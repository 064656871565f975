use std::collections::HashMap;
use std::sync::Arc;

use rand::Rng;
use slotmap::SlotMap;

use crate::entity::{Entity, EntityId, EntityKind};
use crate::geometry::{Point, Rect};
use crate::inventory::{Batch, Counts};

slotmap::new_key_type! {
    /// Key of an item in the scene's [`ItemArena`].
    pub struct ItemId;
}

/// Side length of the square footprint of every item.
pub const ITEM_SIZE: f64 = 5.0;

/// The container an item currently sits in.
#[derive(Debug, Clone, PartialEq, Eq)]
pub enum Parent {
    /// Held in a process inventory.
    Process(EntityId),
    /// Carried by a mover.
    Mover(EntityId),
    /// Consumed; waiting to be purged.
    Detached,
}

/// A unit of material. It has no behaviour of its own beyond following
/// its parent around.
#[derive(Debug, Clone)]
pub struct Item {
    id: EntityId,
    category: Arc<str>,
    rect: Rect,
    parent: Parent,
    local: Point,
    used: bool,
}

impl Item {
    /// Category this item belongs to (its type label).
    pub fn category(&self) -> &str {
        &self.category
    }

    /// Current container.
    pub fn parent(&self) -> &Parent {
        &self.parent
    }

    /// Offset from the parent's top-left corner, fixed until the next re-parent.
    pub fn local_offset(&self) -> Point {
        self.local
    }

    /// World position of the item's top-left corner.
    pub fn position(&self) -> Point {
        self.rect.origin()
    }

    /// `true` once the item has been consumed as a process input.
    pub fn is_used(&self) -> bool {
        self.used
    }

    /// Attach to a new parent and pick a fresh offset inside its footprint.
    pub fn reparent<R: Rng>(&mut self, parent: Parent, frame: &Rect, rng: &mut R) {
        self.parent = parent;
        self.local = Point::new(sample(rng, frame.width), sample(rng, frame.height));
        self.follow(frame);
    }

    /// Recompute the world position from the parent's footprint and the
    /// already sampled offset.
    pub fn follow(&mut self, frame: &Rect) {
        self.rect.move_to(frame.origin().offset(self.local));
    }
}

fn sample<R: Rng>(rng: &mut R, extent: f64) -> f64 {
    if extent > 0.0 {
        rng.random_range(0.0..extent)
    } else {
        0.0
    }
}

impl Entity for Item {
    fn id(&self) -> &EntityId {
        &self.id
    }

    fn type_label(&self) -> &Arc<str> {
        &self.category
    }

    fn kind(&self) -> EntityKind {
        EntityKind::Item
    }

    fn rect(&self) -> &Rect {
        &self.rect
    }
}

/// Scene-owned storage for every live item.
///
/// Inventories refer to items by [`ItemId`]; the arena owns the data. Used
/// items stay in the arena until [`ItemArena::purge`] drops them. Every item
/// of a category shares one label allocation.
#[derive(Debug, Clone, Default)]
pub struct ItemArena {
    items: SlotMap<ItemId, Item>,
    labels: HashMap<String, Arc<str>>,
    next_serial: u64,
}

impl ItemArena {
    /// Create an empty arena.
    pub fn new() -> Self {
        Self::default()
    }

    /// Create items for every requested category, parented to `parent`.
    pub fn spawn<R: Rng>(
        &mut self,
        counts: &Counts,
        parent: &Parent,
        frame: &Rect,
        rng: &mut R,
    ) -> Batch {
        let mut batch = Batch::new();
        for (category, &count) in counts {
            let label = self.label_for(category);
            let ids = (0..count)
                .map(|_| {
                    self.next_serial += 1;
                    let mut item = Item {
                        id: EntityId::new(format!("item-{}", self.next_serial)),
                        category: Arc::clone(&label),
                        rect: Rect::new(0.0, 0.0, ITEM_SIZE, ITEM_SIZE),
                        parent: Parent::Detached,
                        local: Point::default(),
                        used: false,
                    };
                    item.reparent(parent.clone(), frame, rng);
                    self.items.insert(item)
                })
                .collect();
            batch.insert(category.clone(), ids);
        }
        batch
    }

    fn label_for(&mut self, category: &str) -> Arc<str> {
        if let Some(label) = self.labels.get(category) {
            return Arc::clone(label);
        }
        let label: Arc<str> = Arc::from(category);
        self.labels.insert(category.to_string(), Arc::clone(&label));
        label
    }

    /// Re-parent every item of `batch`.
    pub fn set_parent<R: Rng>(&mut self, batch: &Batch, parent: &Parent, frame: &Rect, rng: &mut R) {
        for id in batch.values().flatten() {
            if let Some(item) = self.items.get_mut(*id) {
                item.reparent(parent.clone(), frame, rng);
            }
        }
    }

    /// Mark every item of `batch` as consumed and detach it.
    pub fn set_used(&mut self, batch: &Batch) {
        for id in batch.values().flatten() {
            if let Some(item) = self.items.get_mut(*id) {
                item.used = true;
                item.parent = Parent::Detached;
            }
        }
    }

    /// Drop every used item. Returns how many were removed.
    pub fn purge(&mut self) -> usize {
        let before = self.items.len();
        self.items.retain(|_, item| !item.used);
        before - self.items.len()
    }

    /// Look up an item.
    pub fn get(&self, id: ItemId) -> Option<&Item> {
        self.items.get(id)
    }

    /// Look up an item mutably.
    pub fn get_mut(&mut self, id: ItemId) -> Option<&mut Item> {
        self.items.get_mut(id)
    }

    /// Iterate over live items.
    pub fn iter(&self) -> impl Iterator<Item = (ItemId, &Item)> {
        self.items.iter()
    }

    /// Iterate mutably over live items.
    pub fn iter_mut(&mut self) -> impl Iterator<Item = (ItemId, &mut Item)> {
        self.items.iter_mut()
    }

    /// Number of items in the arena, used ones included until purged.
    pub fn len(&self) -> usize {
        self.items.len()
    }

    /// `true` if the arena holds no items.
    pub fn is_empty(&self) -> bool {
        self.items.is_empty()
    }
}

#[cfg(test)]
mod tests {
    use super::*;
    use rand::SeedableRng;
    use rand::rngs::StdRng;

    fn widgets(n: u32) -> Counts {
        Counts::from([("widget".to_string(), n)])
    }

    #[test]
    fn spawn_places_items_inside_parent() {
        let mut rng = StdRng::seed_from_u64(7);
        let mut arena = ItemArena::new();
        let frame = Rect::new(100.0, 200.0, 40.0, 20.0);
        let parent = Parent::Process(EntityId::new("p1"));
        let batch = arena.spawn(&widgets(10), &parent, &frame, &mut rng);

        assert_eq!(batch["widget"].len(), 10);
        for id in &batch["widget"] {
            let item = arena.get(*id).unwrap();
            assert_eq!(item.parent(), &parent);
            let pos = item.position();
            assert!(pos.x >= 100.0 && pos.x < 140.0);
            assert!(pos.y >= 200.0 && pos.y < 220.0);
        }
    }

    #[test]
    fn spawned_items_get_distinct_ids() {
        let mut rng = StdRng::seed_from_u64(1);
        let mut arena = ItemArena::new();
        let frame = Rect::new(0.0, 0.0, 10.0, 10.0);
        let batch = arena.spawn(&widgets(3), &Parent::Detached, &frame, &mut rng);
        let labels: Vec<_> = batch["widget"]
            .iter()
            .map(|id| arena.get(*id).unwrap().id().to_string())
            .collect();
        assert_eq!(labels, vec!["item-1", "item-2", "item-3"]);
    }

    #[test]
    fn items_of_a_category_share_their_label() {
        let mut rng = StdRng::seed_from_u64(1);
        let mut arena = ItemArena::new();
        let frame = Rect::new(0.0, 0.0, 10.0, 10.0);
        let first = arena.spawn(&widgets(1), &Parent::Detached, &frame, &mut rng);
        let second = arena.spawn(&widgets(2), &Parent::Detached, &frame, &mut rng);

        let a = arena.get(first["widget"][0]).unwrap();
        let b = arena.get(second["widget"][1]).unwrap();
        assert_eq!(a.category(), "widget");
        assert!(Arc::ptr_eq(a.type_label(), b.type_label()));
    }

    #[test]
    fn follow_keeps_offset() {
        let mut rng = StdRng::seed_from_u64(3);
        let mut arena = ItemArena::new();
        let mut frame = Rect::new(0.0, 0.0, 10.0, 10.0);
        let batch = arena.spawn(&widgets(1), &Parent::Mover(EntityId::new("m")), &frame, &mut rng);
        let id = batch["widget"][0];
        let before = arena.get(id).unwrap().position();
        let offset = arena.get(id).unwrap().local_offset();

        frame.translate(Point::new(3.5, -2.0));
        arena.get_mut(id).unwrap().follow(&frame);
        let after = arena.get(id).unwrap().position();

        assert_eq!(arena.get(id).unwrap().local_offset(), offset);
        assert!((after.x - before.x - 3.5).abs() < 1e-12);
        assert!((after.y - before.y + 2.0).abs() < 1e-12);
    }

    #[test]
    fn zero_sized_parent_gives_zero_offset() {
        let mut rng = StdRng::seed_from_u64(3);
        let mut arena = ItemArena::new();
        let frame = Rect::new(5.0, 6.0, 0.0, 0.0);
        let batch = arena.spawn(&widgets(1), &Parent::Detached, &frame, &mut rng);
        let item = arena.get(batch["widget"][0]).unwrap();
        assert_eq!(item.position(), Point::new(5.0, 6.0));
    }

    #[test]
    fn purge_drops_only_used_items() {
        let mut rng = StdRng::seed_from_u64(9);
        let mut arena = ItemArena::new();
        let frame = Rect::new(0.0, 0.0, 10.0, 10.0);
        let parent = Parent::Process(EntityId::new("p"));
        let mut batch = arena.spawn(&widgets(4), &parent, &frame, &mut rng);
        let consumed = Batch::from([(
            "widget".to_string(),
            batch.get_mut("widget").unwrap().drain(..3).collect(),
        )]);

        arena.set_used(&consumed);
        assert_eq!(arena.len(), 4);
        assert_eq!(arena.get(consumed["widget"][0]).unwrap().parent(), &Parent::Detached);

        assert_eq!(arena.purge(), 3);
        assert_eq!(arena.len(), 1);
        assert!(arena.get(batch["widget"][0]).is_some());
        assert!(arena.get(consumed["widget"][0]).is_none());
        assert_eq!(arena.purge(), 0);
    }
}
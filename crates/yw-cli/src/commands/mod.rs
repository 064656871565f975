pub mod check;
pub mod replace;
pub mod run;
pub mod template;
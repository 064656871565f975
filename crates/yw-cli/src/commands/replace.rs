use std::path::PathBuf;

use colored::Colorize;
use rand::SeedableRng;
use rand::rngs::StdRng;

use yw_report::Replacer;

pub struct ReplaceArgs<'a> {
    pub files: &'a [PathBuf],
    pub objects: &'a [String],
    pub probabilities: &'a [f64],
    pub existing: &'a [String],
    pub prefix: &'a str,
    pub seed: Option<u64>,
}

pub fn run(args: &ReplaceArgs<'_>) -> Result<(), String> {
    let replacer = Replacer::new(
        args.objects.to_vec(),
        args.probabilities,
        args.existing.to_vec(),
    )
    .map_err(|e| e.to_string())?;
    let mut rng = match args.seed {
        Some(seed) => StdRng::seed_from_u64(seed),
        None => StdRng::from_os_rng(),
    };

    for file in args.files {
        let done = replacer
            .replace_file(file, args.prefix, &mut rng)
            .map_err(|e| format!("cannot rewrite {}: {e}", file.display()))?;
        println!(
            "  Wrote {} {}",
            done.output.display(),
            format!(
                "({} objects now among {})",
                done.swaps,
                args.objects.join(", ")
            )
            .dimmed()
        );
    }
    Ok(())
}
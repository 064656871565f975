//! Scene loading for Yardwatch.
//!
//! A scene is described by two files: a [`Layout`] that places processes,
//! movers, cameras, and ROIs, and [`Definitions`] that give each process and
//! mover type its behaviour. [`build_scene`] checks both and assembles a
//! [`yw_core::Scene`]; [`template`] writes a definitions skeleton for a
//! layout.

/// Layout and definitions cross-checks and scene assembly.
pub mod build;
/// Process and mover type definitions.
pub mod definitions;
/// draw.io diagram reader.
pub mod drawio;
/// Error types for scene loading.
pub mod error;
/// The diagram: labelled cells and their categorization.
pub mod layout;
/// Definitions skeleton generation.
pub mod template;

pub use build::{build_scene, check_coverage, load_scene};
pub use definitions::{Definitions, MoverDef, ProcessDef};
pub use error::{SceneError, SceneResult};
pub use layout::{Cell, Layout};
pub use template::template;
════
### What to do
Lines in the data that include the word "EntityId" should all be copied.

### Solution for this problem
use crate::entity::{Entity, EntityId, EntityKind};
    Process(EntityId),
    Mover(EntityId),
    id: EntityId,
    fn id(&self) -> &EntityId {
                        id: EntityId::new(format!("item-{}", self.next_serial)),
        let parent = Parent::Process(EntityId::new("p1"));
        let batch = arena.spawn(&widgets(1), &Parent::Mover(EntityId::new("m")), &frame, &mut rng);
        let parent = Parent::Process(EntityId::new("p"));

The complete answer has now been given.